_WHAT IS BEING ASKED_
State the number of lines in the records underneath where the word "palette" turns up, and say nothing else.

┏━━

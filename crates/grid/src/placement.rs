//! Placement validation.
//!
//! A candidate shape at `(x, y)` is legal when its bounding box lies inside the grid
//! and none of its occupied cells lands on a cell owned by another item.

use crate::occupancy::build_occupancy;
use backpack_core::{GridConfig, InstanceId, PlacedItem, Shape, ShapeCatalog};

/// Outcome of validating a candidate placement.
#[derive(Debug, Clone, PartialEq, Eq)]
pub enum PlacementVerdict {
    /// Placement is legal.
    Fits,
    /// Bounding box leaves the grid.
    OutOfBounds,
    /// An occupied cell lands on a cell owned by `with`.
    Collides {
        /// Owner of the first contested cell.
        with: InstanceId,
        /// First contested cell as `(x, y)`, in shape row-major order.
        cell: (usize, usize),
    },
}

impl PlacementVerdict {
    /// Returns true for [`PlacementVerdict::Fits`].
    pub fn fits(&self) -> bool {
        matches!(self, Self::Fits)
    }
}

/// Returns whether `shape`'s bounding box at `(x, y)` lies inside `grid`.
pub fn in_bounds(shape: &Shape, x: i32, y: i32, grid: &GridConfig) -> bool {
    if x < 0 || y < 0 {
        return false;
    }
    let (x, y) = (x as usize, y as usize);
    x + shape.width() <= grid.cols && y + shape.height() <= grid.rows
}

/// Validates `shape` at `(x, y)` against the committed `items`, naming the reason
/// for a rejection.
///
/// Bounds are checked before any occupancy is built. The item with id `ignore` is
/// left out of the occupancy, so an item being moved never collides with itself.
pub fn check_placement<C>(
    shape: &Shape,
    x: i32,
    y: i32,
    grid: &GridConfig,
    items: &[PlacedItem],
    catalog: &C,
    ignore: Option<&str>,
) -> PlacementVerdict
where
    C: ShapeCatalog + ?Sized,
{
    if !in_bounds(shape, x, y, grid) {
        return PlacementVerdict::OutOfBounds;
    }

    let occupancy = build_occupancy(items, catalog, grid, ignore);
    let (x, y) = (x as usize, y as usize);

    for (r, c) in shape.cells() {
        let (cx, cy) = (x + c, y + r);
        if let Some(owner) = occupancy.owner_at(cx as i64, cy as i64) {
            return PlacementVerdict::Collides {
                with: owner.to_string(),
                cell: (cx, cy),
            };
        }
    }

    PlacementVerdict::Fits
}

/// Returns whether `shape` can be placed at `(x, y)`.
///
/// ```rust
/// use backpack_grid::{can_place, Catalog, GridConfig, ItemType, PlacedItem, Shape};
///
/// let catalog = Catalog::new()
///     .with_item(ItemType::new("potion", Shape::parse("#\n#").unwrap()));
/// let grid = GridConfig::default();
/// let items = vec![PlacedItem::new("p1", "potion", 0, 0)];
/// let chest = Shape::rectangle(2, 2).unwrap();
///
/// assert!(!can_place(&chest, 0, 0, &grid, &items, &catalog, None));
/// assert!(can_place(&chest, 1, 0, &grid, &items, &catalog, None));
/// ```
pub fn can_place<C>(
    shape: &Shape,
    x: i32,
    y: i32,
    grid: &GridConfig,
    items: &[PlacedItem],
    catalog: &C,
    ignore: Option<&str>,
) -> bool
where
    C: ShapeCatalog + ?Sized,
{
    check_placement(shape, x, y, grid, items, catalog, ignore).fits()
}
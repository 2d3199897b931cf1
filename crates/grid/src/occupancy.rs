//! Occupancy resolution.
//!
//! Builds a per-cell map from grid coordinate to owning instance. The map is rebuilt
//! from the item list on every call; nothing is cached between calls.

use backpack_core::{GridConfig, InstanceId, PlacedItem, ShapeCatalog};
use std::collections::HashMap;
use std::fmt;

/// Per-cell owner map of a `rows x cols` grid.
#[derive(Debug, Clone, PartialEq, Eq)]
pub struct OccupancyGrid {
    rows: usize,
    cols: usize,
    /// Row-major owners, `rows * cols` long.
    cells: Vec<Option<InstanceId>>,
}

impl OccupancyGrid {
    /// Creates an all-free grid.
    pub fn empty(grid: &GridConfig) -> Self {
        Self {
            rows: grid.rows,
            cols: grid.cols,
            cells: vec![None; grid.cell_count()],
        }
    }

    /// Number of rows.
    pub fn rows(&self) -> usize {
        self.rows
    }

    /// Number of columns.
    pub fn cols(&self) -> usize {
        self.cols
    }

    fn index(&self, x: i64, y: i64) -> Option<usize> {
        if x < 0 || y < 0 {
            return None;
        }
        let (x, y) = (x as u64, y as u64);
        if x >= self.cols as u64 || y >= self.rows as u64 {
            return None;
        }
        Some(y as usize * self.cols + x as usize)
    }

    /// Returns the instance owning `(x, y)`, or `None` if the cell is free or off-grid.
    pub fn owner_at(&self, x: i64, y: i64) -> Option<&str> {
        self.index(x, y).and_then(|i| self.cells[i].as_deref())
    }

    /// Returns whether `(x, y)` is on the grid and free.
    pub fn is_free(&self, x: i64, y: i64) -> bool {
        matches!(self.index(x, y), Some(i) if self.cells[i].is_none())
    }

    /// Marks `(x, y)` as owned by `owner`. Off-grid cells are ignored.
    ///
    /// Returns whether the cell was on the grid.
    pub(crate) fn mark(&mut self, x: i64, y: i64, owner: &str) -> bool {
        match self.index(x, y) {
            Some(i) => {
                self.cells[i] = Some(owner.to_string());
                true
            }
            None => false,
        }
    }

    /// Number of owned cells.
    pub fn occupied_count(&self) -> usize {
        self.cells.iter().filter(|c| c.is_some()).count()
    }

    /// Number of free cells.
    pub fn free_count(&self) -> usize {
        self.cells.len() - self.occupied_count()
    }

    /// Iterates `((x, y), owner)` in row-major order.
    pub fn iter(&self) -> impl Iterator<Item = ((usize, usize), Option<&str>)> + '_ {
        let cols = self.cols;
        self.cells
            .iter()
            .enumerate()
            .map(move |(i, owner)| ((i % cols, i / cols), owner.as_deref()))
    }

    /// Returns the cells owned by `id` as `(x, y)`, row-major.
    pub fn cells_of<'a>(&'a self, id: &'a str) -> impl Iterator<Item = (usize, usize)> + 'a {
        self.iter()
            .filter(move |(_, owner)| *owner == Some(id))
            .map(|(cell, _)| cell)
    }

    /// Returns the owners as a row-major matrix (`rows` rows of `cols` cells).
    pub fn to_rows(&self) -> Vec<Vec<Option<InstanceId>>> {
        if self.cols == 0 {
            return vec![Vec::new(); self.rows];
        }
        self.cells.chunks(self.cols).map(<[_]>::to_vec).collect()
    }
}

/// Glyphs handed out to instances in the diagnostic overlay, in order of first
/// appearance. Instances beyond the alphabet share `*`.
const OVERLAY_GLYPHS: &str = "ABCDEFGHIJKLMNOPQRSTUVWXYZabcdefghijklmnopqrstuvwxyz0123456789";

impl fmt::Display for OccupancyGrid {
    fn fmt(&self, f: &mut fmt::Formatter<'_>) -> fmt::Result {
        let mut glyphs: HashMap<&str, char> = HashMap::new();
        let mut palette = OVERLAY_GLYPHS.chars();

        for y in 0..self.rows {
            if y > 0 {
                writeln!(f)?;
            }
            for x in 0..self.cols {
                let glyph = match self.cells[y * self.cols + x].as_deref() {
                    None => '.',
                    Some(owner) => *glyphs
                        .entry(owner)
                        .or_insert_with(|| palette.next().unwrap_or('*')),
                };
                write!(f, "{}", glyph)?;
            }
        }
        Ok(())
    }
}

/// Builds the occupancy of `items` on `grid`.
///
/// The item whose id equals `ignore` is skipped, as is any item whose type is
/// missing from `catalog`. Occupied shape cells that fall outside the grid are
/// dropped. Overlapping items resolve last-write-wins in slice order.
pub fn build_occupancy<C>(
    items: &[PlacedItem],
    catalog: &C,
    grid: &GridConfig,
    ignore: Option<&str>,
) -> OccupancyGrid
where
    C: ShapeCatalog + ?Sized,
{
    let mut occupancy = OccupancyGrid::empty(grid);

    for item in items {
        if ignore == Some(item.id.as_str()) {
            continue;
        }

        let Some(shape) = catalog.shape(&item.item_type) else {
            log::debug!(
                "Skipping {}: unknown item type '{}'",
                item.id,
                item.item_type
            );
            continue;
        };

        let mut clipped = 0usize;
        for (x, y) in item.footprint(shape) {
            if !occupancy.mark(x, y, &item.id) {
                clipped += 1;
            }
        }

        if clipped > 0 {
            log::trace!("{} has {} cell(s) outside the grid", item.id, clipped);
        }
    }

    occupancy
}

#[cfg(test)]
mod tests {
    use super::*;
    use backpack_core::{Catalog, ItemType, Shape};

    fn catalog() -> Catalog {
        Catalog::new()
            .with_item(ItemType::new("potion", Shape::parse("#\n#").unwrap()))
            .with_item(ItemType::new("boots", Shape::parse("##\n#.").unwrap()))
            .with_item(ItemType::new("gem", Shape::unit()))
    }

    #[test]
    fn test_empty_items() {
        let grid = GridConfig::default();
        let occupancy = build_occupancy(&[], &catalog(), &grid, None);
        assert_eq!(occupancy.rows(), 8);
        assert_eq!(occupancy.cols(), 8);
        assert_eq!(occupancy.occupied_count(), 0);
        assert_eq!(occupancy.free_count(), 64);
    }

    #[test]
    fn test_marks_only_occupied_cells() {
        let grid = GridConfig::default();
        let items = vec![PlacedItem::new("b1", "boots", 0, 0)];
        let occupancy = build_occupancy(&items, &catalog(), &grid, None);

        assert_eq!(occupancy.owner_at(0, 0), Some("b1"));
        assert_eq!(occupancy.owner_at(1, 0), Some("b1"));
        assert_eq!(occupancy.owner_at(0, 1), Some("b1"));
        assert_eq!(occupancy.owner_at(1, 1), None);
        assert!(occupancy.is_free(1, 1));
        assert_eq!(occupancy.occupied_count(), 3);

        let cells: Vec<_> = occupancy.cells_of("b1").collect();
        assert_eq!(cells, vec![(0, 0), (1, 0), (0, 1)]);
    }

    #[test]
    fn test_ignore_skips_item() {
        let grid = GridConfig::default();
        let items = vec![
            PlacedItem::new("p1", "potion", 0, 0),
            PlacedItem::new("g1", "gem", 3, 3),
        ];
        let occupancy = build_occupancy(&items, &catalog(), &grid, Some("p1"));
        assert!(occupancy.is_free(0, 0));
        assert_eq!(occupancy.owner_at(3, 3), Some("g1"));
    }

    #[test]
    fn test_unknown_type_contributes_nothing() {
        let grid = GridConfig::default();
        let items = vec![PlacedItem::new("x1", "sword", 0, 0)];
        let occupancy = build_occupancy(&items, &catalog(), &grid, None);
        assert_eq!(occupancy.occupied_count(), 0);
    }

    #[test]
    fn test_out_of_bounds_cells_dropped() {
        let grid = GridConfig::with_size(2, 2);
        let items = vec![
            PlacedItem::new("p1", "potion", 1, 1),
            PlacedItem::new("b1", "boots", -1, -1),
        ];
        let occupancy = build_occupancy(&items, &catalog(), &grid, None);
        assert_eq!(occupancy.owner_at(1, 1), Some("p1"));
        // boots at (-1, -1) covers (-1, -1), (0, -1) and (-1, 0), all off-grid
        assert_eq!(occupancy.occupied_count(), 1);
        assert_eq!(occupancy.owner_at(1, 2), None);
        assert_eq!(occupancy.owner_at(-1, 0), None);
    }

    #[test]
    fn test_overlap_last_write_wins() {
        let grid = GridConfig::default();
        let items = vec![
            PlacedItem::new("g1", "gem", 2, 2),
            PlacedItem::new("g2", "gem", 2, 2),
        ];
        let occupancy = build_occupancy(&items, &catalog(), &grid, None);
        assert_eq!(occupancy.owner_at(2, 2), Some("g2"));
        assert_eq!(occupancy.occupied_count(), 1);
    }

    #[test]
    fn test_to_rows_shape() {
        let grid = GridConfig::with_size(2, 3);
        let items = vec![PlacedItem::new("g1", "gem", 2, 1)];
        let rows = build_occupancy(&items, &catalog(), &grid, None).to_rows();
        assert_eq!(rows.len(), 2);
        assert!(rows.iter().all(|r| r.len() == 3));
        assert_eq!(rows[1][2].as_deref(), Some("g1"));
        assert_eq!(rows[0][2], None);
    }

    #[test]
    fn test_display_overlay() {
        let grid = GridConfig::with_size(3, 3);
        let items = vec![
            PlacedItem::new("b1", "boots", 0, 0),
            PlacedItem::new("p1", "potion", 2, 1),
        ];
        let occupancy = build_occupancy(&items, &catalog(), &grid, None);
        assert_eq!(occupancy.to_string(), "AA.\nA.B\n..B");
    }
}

┗━━

_EXERCISE OUTPUT_
2